The year eight Clifton Hunter High
School student was the star of the Cayman team at the 2010 Caribbean
championship of darts in Abaco, Bahamas last month. Archibold made it to the
finals of the Americas Cup junior event, losing to Canadian Shaun Nairaine in
the inaugural youth singles championship 8-2.
Nairaine, 17, is a native of Canada
and has a deep connection to darts. He has watched the sport since he was four,
has been playing in Canadian leagues since he was ten and recently qualified
for the Alberta regional team. Meanwhile Archibold, 12, has only nine months of
experience in darts after being introduced to the sport this year.
In spite of playing on a stage in
front of hundreds of people, Archibold states he was not afraid.
“It felt good, I wasn’t nervous,”
Archibold said. “During qualifying I beat a Bahamian guy 8-1 and that was easy.
The Canadian guy was older than me but I wasn’t afraid to be on stage. I was
just playing my game. My coach Cassius Anglin, one of the national team’s
assistant coaches, encouraged me to play the Canadian guy like I would play him
“I remember trying to throw and
beat the guy, I don’t remember nothing else like how I felt or what went
through my head. I just wanted to throw and have fun.”
Not only did Arek do well to make
the finals, he had a chance of winning. Nairaine was ahead 2-0 after the first
two games before Archibold rallied back to take the next two games. Each match
from there was close as Nairaine rattled off six victories for the trophy.
Archibold’s play impressed all on the Cayman darts team, including team manager
and Cayman Islands Darts Association President Arthur Ebanks.

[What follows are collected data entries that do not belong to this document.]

//! Channel-fed aggregator task with throttled emission.

use std::time::Duration;

use tokio::sync::mpsc;
use tokio::time::MissedTickBehavior;
use tracing::{debug, trace};

use super::frame::{StreamFrame, DEFAULT_FRAME_MARKER, DEFAULT_MAX_LINES};

/// Tuning for a [`StreamAggregator`].
#[derive(Debug, Clone, PartialEq, Eq)]
pub struct AggregatorConfig {
    /// Finalized lines retained.
    pub max_lines: usize,
    /// Emission cadence.
    pub interval: Duration,
    /// Case-insensitive frame-start marker; empty disables detection.
    pub frame_marker: String,
}

impl Default for AggregatorConfig {
    fn default() -> Self {
        Self {
            max_lines: DEFAULT_MAX_LINES,
            interval: Duration::from_millis(75),
            frame_marker: DEFAULT_FRAME_MARKER.to_string(),
        }
    }
}

#[derive(Debug)]
enum FeedMessage {
    Text(String),
    Bytes(Vec<u8>),
    Reset(Option<String>),
}

/// Producer handle for a running aggregator task.
///
/// Clones may be used from any thread; all frame mutation happens on the
/// single consumer task, which exits once every handle is dropped.
#[derive(Debug, Clone)]
pub struct StreamAggregator {
    tx: mpsc::UnboundedSender<FeedMessage>,
}

impl StreamAggregator {
    /// Start the consumer task. Snapshots arrive on the returned receiver.
    ///
    /// Must be called from within a Tokio runtime.
    pub fn spawn(config: AggregatorConfig) -> (Self, mpsc::UnboundedReceiver<String>) {
        let (tx, rx) = mpsc::unbounded_channel();
        let (out_tx, out_rx) = mpsc::unbounded_channel();
        let frame = StreamFrame::new(config.max_lines, config.frame_marker);
        let interval = config.interval.max(Duration::from_millis(1));

        tokio::spawn(consume(rx, frame, out_tx, interval));
        (Self { tx }, out_rx)
    }

    /// Queue a text chunk.
    pub fn feed_text(&self, text: impl Into<String>) {
        self.send(FeedMessage::Text(text.into()));
    }

    /// Queue a raw byte chunk.
    pub fn feed_bytes(&self, bytes: impl Into<Vec<u8>>) {
        self.send(FeedMessage::Bytes(bytes.into()));
    }

    /// Queue a full reset, optionally seeding a header line.
    pub fn reset(&self, header: Option<&str>) {
        self.send(FeedMessage::Reset(header.map(str::to_string)));
    }

    /// Whether the consumer task has stopped.
    #[must_use]
    pub fn is_closed(&self) -> bool {
        self.tx.is_closed()
    }

    fn send(&self, message: FeedMessage) {
        if self.tx.send(message).is_err() {
            trace!("Stream aggregator closed; dropping chunk");
        }
    }
}

async fn consume(
    mut rx: mpsc::UnboundedReceiver<FeedMessage>,
    mut frame: StreamFrame,
    out: mpsc::UnboundedSender<String>,
    interval: Duration,
) {
    let mut ticker = tokio::time::interval(interval);
    ticker.set_missed_tick_behavior(MissedTickBehavior::Skip);

    loop {
        tokio::select! {
            message = rx.recv() => match message {
                Some(FeedMessage::Text(text)) => frame.feed_text(&text),
                Some(FeedMessage::Bytes(bytes)) => frame.feed_bytes(&bytes),
                Some(FeedMessage::Reset(header)) => frame.reset(header.as_deref()),
                None => {
                    if let Some(snapshot) = frame.take_snapshot() {
                        let _ = out.send(snapshot);
                    }
                    break;
                }
            },
            _ = ticker.tick() => {
                if let Some(snapshot) = frame.take_snapshot()
                    && out.send(snapshot).is_err()
                {
                    break;
                }
            }
        }
    }

    debug!("Stream aggregator stopped");
}
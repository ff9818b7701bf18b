//! The attack loop state machine.
//!
//! One command is outstanding at a time. Its terminal event drives the next
//! transition; events for any other id are stale and ignored. Nothing here
//! blocks: store and importer calls are short synchronous queries, and
//! every external command goes through the [`CommandExecutor`].

use tokio::sync::mpsc;
use tracing::{debug, info, warn};

use crate::config::{CommandKind, Settings, SettingsSource, Slot, SlotValues};
use crate::store::{Network, ResultStore, ScanImporter, WhitelistProvider};
use crate::stream::StreamAggregator;
use crate::supervisor::{ProcessEvent, ProcessId};
use crate::telemetry::{self, AuditEvent, StopReason};

use super::commands::CommandBuilder;
use super::events::{InboundCommand, StatusEvent, TypeOut};
use super::executor::CommandExecutor;
use super::state::{AttackPhase, AttackState, WifiMode};

#[derive(Debug, Clone, Copy)]
struct Pending {
    id: ProcessId,
    kind: CommandKind,
}

/// Sequences monitor mode, scanning, channel hopping and deauthentication.
pub struct AttackOrchestrator<E: CommandExecutor> {
    executor: E,
    settings: Settings,
    builder: CommandBuilder,
    store: Box<dyn ResultStore>,
    importer: Box<dyn ScanImporter>,
    whitelist: Box<dyn WhitelistProvider>,
    settings_source: Option<Box<dyn SettingsSource>>,
    hud: Option<StreamAggregator>,
    events: mpsc::UnboundedSender<StatusEvent>,
    state: AttackState,
    phase: AttackPhase,
    pending: Option<Pending>,
    teardown: Option<ProcessId>,
}
//! TUI layout definitions.
//!
//! ```text
//! ┌─────────────────────────────────────────┐
//! │                                         │
//! │           Scan HUD (airodump)           │
//! │                                         │
//! ├─────────────────────────────────────────┤
//! │                 Logs                    │
//! ├─────────────────────────────────────────┤
//! │ Status Bar: phase, mode, keybindings    │
//! └─────────────────────────────────────────┘
//! ```

use ratatui::layout::{Constraint, Direction, Layout, Rect};

/// Layout constraints for the TUI.
#[derive(Debug, Clone)]
pub struct TuiLayout {
    /// Area for the scan HUD.
    pub hud: Rect,
    /// Area for logs panel.
    pub logs: Rect,
    /// Area for status bar.
    pub status: Rect,
}

impl TuiLayout {
    /// Compute the layout for a given terminal area.
    pub fn compute(area: Rect) -> Self {
        let vertical = Layout::default()
            .direction(Direction::Vertical)
            .constraints([
                Constraint::Percentage(60), // HUD
                Constraint::Min(5),         // Logs (fill remaining)
                Constraint::Length(1),      // Status bar
            ])
            .split(area);

        Self {
            hud: vertical[0],
            logs: vertical[1],
            status: vertical[2],
        }
    }
}
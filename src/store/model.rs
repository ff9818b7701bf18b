//! Rows exchanged with the result store.

use serde::Serialize;

/// A discovered access point.
#[derive(Debug, Clone, PartialEq, Eq, Serialize)]
pub struct Network {
    /// Network name; may be empty for hidden networks.
    pub ssid: String,
    /// Uppercase colon-separated MAC.
    pub bssid: String,
    /// Channel; `None` or non-positive when unknown.
    pub channel: Option<i32>,
}

impl Network {
    /// Build a network row, normalizing the bssid.
    pub fn new(ssid: impl Into<String>, bssid: &str, channel: Option<i32>) -> Self {
        Self {
            ssid: ssid.into(),
            bssid: bssid.trim().to_uppercase(),
            channel,
        }
    }

    /// Channel if it is usable for an attack.
    #[must_use]
    pub fn attack_channel(&self) -> Option<i32> {
        self.channel.filter(|c| *c > 0)
    }
}

/// A discovered station.
#[derive(Debug, Clone, PartialEq, Eq, Serialize)]
pub struct Client {
    /// Station MAC, uppercase.
    pub client_bssid: String,
    /// Associated access point; `None` when unassociated.
    pub associated_network: Option<String>,
}

impl Client {
    /// Build a client row, normalizing both MACs.
    pub fn new(client_bssid: &str, associated_network: Option<&str>) -> Self {
        Self {
            client_bssid: client_bssid.trim().to_uppercase(),
            associated_network: associated_network
                .map(|b| b.trim().to_uppercase())
                .filter(|b| !b.is_empty()),
        }
    }
}

/// Rows parsed from one capture.
#[derive(Debug, Clone, Copy, Default, PartialEq, Eq, Serialize)]
pub struct ImportSummary {
    /// Networks parsed.
    pub networks: usize,
    /// Clients parsed.
    pub clients: usize,
}

/// Rows currently stored.
#[derive(Debug, Clone, Copy, Default, PartialEq, Eq, Serialize)]
pub struct StoreCounts {
    /// Network rows.
    pub networks: usize,
    /// Client rows.
    pub clients: usize,
}
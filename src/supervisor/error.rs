//! Supervisor error types.

use thiserror::Error;

/// Errors raised while turning a request into a running process.
///
/// These never escape [`ProcessSupervisor::run`](super::ProcessSupervisor::run);
/// they are reported through the observer's failure callback instead.
#[derive(Debug, Error)]
pub enum SupervisorError {
    /// The request carried no command text.
    #[error("Empty command")]
    EmptyCommand,

    /// The command could not be split into words (unbalanced quoting).
    #[error("Failed to split command '{0}': unbalanced quotes or trailing escape")]
    Split(String),

    /// Creating the merged output pipe failed.
    #[error("Failed to create output pipe: {0}")]
    Pipe(#[source] std::io::Error),

    /// The program could not be started.
    #[error("Failed to spawn '{program}': {source}")]
    Spawn {
        /// Program that failed to start.
        program: String,
        /// The underlying I/O error.
        source: std::io::Error,
    },

    /// Waiting on the child failed.
    #[error("Failed to wait for process: {0}")]
    Wait(#[source] std::io::Error),
}

impl From<nix::errno::Errno> for SupervisorError {
    fn from(errno: nix::errno::Errno) -> Self {
        SupervisorError::Pipe(std::io::Error::from(errno))
    }
}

“The crowd that was there was
cheering him on,” Ebanks said. “They seemed real impressed with him and they
quickly got behind him. Arek performed beyond what any rookie would have done.

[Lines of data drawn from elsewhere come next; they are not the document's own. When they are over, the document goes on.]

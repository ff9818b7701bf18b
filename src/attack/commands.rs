//! Turns command templates into supervised process requests.
//!
//! Three rewrites happen after the template is rendered:
//!
//! - whitespace-delimited words naming an elevated tool are replaced with
//!   the tool's absolute path, resolved once per builder
//! - scans and deauthentication bursts are wrapped in `timeout` so a tool
//!   that ignores its own stop condition still ends
//! - the request is elevated with the configured method and credential

use std::collections::HashMap;
use std::path::PathBuf;

use tracing::{debug, warn};

use crate::config::{CommandKind, Settings, Slot, SlotValues, TemplateError};
use crate::supervisor::{OutputMode, ProcessRequest};

/// Shortest hard time box for a deauthentication burst, in seconds.
pub const ATTACK_TIMEOUT_FLOOR_SECS: u64 = 5;

/// Grace period between SIGTERM and SIGKILL for time-boxed commands.
const KILL_AFTER_SECS: u64 = 2;

type Resolver = Box<dyn Fn(&str) -> Option<PathBuf> + Send>;

/// Renders [`CommandKind`]s for the current settings.
pub struct CommandBuilder {
    settings: Settings,
    resolver: Resolver,
    resolved: HashMap<String, Option<String>>,
}

impl CommandBuilder {
    /// Builder that resolves tools on `PATH`.
    #[must_use]
    pub fn new(settings: &Settings) -> Self {
        Self {
            settings: settings.clone(),
            resolver: Box::new(|tool| which::which(tool).ok()),
            resolved: HashMap::new(),
        }
    }

    /// Replace the tool lookup.
    #[must_use]
    pub fn with_resolver<F>(mut self, resolver: F) -> Self
    where
        F: Fn(&str) -> Option<PathBuf> + Send + 'static,
    {
        self.resolver = Box::new(resolver);
        self.resolved.clear();
        self
    }

    /// Swap in reloaded settings. Tool paths are looked up again.
    pub fn update(&mut self, settings: &Settings) {
        self.settings = settings.clone();
        self.resolved.clear();
    }

    /// Slot values every command shares.
    #[must_use]
    pub fn base_values(&self) -> SlotValues {
        SlotValues::new()
            .with(Slot::WifiCard, &self.settings.wifi_card)
            .with(Slot::DeauthCount, self.settings.deauth_count)
            .with(Slot::CapturePrefix, &self.settings.capture_prefix)
    }

    /// Hard time box for `kind`, if it gets one.
    #[must_use]
    pub fn time_box(&self, kind: CommandKind) -> Option<u64> {
        match kind {
            CommandKind::Scan => Some(self.settings.scan_time),
            CommandKind::DeauthBroadcast | CommandKind::DeauthClient => {
                Some(self.settings.deauth_count.max(ATTACK_TIMEOUT_FLOOR_SECS))
            }
            _ => None,
        }
    }

    /// The shell command line for `kind`.
    pub fn render(&mut self, kind: CommandKind, values: &SlotValues) -> Result<String, TemplateError> {
        let rendered = self.settings.templates.get(kind).render(values)?;
        let rewritten = self.rewrite_tools(&rendered);
        Ok(match self.time_box(kind) {
            Some(secs) => time_boxed(&rewritten, secs),
            None => rewritten,
        })
    }

    /// A merged-output, elevated request for `kind`.
    pub fn build(
        &mut self,
        kind: CommandKind,
        values: &SlotValues,
    ) -> Result<ProcessRequest, TemplateError> {
        let command = self.render(kind, values)?;
        debug!("Built {} command: {}", kind, command);

        let mut request = ProcessRequest::new(command)
            .elevate(self.settings.elevation)
            .output_mode(OutputMode::Merged);
        if let Some(ref secret) = self.settings.credential {
            request = request.credential(secret.clone());
        }
        Ok(request)
    }

    fn rewrite_tools(&mut self, command: &str) -> String {
        let mut out = String::with_capacity(command.len());
        let mut word = String::new();
        for c in command.chars() {
            if c.is_whitespace() {
                self.flush_word(&mut word, &mut out);
                out.push(c);
            } else {
                word.push(c);
            }
        }
        self.flush_word(&mut word, &mut out);
        out
    }

    fn flush_word(&mut self, word: &mut String, out: &mut String) {
        if word.is_empty() {
            return;
        }
        match self.resolve(word) {
            Some(path) => out.push_str(&path),
            None => out.push_str(word),
        }
        word.clear();
    }

    fn resolve(&mut self, word: &str) -> Option<String> {
        if !self.settings.elevated_tools.iter().any(|tool| tool == word) {
            return None;
        }
        if let Some(cached) = self.resolved.get(word) {
            return cached.clone();
        }
        let found = (self.resolver)(word).map(|p| p.to_string_lossy().into_owned());
        if found.is_none() {
            warn!("Tool '{}' not found on PATH; leaving it unresolved", word);
        }
        self.resolved.insert(word.to_string(), found.clone());
        found
    }
}

/// Prefix `command` with `timeout`, through a subshell when it is a list.
fn time_boxed(command: &str, secs: u64) -> String {
    // --foreground keeps the tool in our process group so killpg reaches it
    let prefix = format!("timeout --foreground --kill-after={} {}", KILL_AFTER_SECS, secs);
    if command.contains(['\n', ';', '&', '|']) {
        let quoted = shlex::try_quote(command)
            .map(|q| q.into_owned())
            .unwrap_or_else(|_| format!("'{}'", command.replace('\'', r"'\''")));
        format!("{} bash -c {}", prefix, quoted)
    } else {
        format!("{} {}", prefix, command)
    }
}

Imagine, that guy is one of the top players in all of Canada and our boy has
been playing for less than a year. After the game Arek told me that there was
no pressure at all with a big smile and that next time he competes the number
one spot would be his.
“At his age he can take the
Caribbean title many times and progress to the senior level for Cayman. I have
to thank his step-father Earl Smith (who also played for the national team) and
Cassius for training Arek and preparing him in such a short time before the
Like all parents Arek’s mother Irma
Smith and biological father Anthony “Tony” Archibold (who was Cayman’s head
coach) are proud of their son’s achievement. Smith in particular feels Arek’s
success opens the door for bringing more youth through the sport.
“I would like Arek to be a mentor
in darts,” Smith said. “If I could get a room somewhere with darts boards,
maybe somewhere at his school, I would get five to 10 kids who are serious to
learn the sport emulate what he’s doing. It could be an after-school program
just like with football or any other sport.”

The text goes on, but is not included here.